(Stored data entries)
------

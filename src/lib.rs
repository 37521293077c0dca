//! Synthetic coupled-product demand simulation.
//!
//! Products that are often bought together (bread and jam) tend to have
//! similar demand. This crate augments a demand table for forecasting
//! experiments by grouping products into random "couples" and pulling the
//! lower-demand members of each couple toward the couple's peak demand.
//!
//! The input is a `polars::DataFrame` with a product id (`P_ID`), a location
//! id (`L_ID`) and a log demand rate (`LOG_LAMBDA`). The simulation writes a
//! couple id column (`C_ID`, `-1` for uncoupled products) and rewrites
//! `LOG_LAMBDA` in place.
//!
//! # Example
//!
//! ```ignore
//! use polars::prelude::*;
//! use coupling_demand::CouplingSimulationBuilder;
//!
//! fn main() -> Result<(), Box<dyn std::error::Error>> {
//!     let df = df!(
//!         "P_ID" => &["A", "B", "C", "D", "A", "B", "C", "D"],
//!         "L_ID" => &[1, 1, 1, 1, 2, 2, 2, 2],
//!         "LOG_LAMBDA" => &[1.0, 3.0, 0.5, 2.0, 1.5, 0.2, 0.9, 1.1]
//!     )?;
//!
//!     let results = CouplingSimulationBuilder::new(df, 1)
//!         .max_products(2)
//!         .seed(42)
//!         .run()?;
//!
//!     results.summary();
//!     Ok(())
//! }
//! ```

use comfy_table::{Cell, Table};
use getset::Getters;
use polars::prelude::*;
use rand::rngs::StdRng;
use rand::{Rng, SeedableRng};
use serde::Serialize;
use thiserror::Error;
use tracing::info;

pub mod balance;
pub mod coupling;
pub mod generate;
pub mod schema;

pub use crate::balance::{
    balance, balance_demand, balance_demand_with, balance_partition, BalanceReport, DEFAULT_GAIN,
};
pub use crate::coupling::{
    assign_couples, assign_couples_with, form_couples, CouplingMap, PoolExhaustion,
    DEFAULT_MAX_PRODUCTS, UNCOUPLED,
};
pub use crate::generate::DemandTableGenerator;
pub use crate::schema::ColumnNames;

/// Error type for the `coupling_demand` library.
#[derive(Error, Debug)]
pub enum CouplingError {
    /// Wraps a `PolarsError`.
    #[error("Polars error: {0}")]
    Polars(#[from] PolarsError),
    /// A required column is absent from the DataFrame.
    #[error("Column not found: {0}")]
    ColumnNotFound(String),
    /// A required column contains nulls.
    #[error("Column contains null values: {0}")]
    NullValues(String),
    /// The distinct products cannot fill the requested couples.
    #[error("Insufficient product pool: {requested} couples requested but only {available} distinct products available (each couple needs at least 2)")]
    InsufficientPool { requested: usize, available: usize },
    /// A parameter is outside its legal range.
    #[error("Invalid parameter: {0}")]
    InvalidParameter(String),
}

/// Assigns couples and balances demand with the default gain.
///
/// This is the whole pipeline on the default column names: every row gets a
/// `C_ID` and each (`C_ID`, `L_ID`) partition is balanced once. All inputs are
/// validated before `df` is modified.
pub fn simulate_coupling_demand<R: Rng + ?Sized>(
    df: &mut DataFrame,
    n_couples: usize,
    max_products: usize,
    rng: &mut R,
) -> Result<CouplingMap, CouplingError> {
    let columns = ColumnNames::default();
    coupling::validate_max_products(max_products)?;
    schema::validate_input(df, &columns)?;

    let couples = assign_couples_with(
        df,
        &columns,
        n_couples,
        max_products,
        PoolExhaustion::Error,
        rng,
    )?;
    balance_demand_with(df, &columns, DEFAULT_GAIN)?;
    Ok(couples)
}

/// The main entry point for configuring and running a coupling simulation.
///
/// This struct is created using a builder pattern.
#[derive(Debug, Clone)]
pub struct CouplingSimulationBuilder {
    dataframe: DataFrame,
    n_couples: usize,
    max_products: usize,
    gain: f64,
    seed: Option<u64>,
    exhaustion: PoolExhaustion,
    columns: ColumnNames,
}

impl CouplingSimulationBuilder {
    /// Creates a new `CouplingSimulationBuilder`.
    ///
    /// # Arguments
    ///
    /// * `dataframe` - A `polars::DataFrame` with product, location and log demand columns.
    /// * `n_couples` - The number of couples to form.
    pub fn new(dataframe: DataFrame, n_couples: usize) -> Self {
        Self {
            dataframe,
            n_couples,
            max_products: DEFAULT_MAX_PRODUCTS,
            gain: DEFAULT_GAIN,
            seed: None,
            exhaustion: PoolExhaustion::Error,
            columns: ColumnNames::default(),
        }
    }

    /// Sets the largest number of products in one couple. Defaults to 3.
    pub fn max_products(&mut self, max_products: usize) -> &mut Self {
        self.max_products = max_products;
        self
    }

    /// Sets how strongly lower-demand products are pulled toward the couple peak.
    ///
    /// Defaults to 0.5. Values above 1 overshoot the peak.
    pub fn gain(&mut self, gain: f64) -> &mut Self {
        self.gain = gain;
        self
    }

    /// Seeds the random generator so runs are reproducible.
    pub fn seed(&mut self, seed: u64) -> &mut Self {
        self.seed = Some(seed);
        self
    }

    /// Sets the behaviour when the product pool cannot supply every couple.
    pub fn pool_exhaustion(&mut self, policy: PoolExhaustion) -> &mut Self {
        self.exhaustion = policy;
        self
    }

    /// Replaces all column names at once.
    pub fn columns(&mut self, columns: ColumnNames) -> &mut Self {
        self.columns = columns;
        self
    }

    pub fn product_column(&mut self, name: &str) -> &mut Self {
        self.columns.product = name.to_string();
        self
    }

    pub fn location_column(&mut self, name: &str) -> &mut Self {
        self.columns.location = name.to_string();
        self
    }

    pub fn log_lambda_column(&mut self, name: &str) -> &mut Self {
        self.columns.log_lambda = name.to_string();
        self
    }

    pub fn couple_column(&mut self, name: &str) -> &mut Self {
        self.columns.couple = name.to_string();
        self
    }

    /// Runs the simulation with a generator built from the configured seed
    /// (or from entropy when no seed is set).
    pub fn run(&self) -> Result<SimulationResults, CouplingError> {
        let mut rng = match self.seed {
            Some(seed) => StdRng::seed_from_u64(seed),
            None => StdRng::from_entropy(),
        };
        self.run_with_rng(&mut rng)
    }

    /// Runs the simulation drawing from a caller supplied generator.
    pub fn run_with_rng<R: Rng + ?Sized>(
        &self,
        rng: &mut R,
    ) -> Result<SimulationResults, CouplingError> {
        coupling::validate_max_products(self.max_products)?;
        balance::validate_gain(self.gain)?;
        schema::validate_input(&self.dataframe, &self.columns)?;

        let mut df = self.dataframe.clone();
        let couples = assign_couples_with(
            &mut df,
            &self.columns,
            self.n_couples,
            self.max_products,
            self.exhaustion,
            rng,
        )?;
        let report = balance_demand_with(&mut df, &self.columns, self.gain)?;

        info!(
            rows = df.height(),
            couples = couples.n_groups(),
            coupled_products = couples.coupled_products(),
            partitions = report.partitions_balanced(),
            "coupling simulation finished"
        );

        Ok(SimulationResults {
            n_rows: df.height(),
            n_couples_requested: self.n_couples,
            max_products: self.max_products,
            couples,
            balance: report,
            dataframe: df,
        })
    }
}

/// Holds the augmented table and a report of what the simulation did.
#[derive(Debug, Getters, Serialize)]
#[getset(get = "pub")]
pub struct SimulationResults {
    /// Rows in the table.
    n_rows: usize,
    /// Couples asked for; fewer may be formed when truncating.
    n_couples_requested: usize,
    max_products: usize,
    /// The product to couple mapping that was written to the table.
    couples: CouplingMap,
    /// The demand balancing summary.
    balance: BalanceReport,
    /// The table with the couple id column added and log demand balanced.
    #[serde(skip)]
    dataframe: DataFrame,
}

impl SimulationResults {
    /// Consumes the results, returning the augmented table.
    pub fn into_dataframe(self) -> DataFrame {
        self.dataframe
    }

    /// Prints a formatted summary of the simulation to the console.
    pub fn summary(&self) {
        println!("Coupling Demand Simulation Results");
        println!("========================================");
        println!("Rows: {}", self.n_rows);
        println!(
            "Couples: {} formed ({} requested, max {} products each)",
            self.couples.n_groups(),
            self.n_couples_requested,
            self.max_products
        );
        println!();

        let mut overview = Table::new();
        overview.set_header(vec!["Metric", "Value"]);
        overview.add_row(vec![
            Cell::new("Coupled products"),
            Cell::new(self.couples.coupled_products()),
        ]);
        overview.add_row(vec![
            Cell::new("Uncoupled products"),
            Cell::new(self.couples.uncoupled_products()),
        ]);
        overview.add_row(vec![
            Cell::new("Partitions balanced"),
            Cell::new(self.balance.partitions_balanced()),
        ]);
        overview.add_row(vec![
            Cell::new("Partitions passed through"),
            Cell::new(self.balance.partitions_passed_through()),
        ]);
        overview.add_row(vec![
            Cell::new("Rows adjusted"),
            Cell::new(self.balance.rows_adjusted()),
        ]);
        overview.add_row(vec![
            Cell::new("Gain"),
            Cell::new(format!("{:.4}", self.balance.gain())),
        ]);
        overview.add_row(vec![
            Cell::new("Mean uplift"),
            Cell::new(format!("{:.4}", self.balance.mean_uplift())),
        ]);
        overview.add_row(vec![
            Cell::new("Max uplift"),
            Cell::new(format!("{:.4}", self.balance.max_uplift())),
        ]);
        println!("Overview");
        println!("{}", overview);

        let mut couples_table = Table::new();
        couples_table.set_header(vec!["C_ID", "Size", "Products"]);
        for (c_id, members) in self.couples.groups() {
            couples_table.add_row(vec![
                Cell::new(c_id),
                Cell::new(members.len()),
                Cell::new(members.join(", ")),
            ]);
        }
        println!("\nCouples");
        println!("{}", couples_table);
    }

    /// Exports the report to Markdown tables.
    pub fn to_markdown(&self) -> String {
        let mut md = String::new();
        md.push_str("### Coupling Demand Simulation Results\n\n");
        md.push_str("| Metric | Value |\n");
        md.push_str("|---|---|\n");
        md.push_str(&format!("| Rows | {} |\n", self.n_rows));
        md.push_str(&format!("| Couples | {} |\n", self.couples.n_groups()));
        md.push_str(&format!(
            "| Coupled products | {} |\n",
            self.couples.coupled_products()
        ));
        md.push_str(&format!(
            "| Uncoupled products | {} |\n",
            self.couples.uncoupled_products()
        ));
        md.push_str(&format!(
            "| Partitions balanced | {} |\n",
            self.balance.partitions_balanced()
        ));
        md.push_str(&format!("| Gain | {:.4} |\n", self.balance.gain()));
        md.push_str(&format!(
            "| Mean uplift | {:.4} |\n",
            self.balance.mean_uplift()
        ));
        md.push_str(&format!("| Max uplift | {:.4} |\n", self.balance.max_uplift()));

        md.push_str("\n| C_ID | Products |\n");
        md.push_str("|---|---|\n");
        for (c_id, members) in self.couples.groups() {
            md.push_str(&format!("| {} | {} |\n", c_id, members.join(", ")));
        }
        md
    }

    /// Exports the report to a JSON string.
    pub fn to_json(&self) -> Result<String, serde_json::Error> {
        serde_json::to_string_pretty(self)
    }
}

------

### Brief:
What lines above mention "PoolExhaustion"? Copy each one.

### Answer space:
    assign_couples, assign_couples_with, form_couples, CouplingMap, PoolExhaustion,
        PoolExhaustion::Error,
    exhaustion: PoolExhaustion,
            exhaustion: PoolExhaustion::Error,
    pub fn pool_exhaustion(&mut self, policy: PoolExhaustion) -> &mut Self {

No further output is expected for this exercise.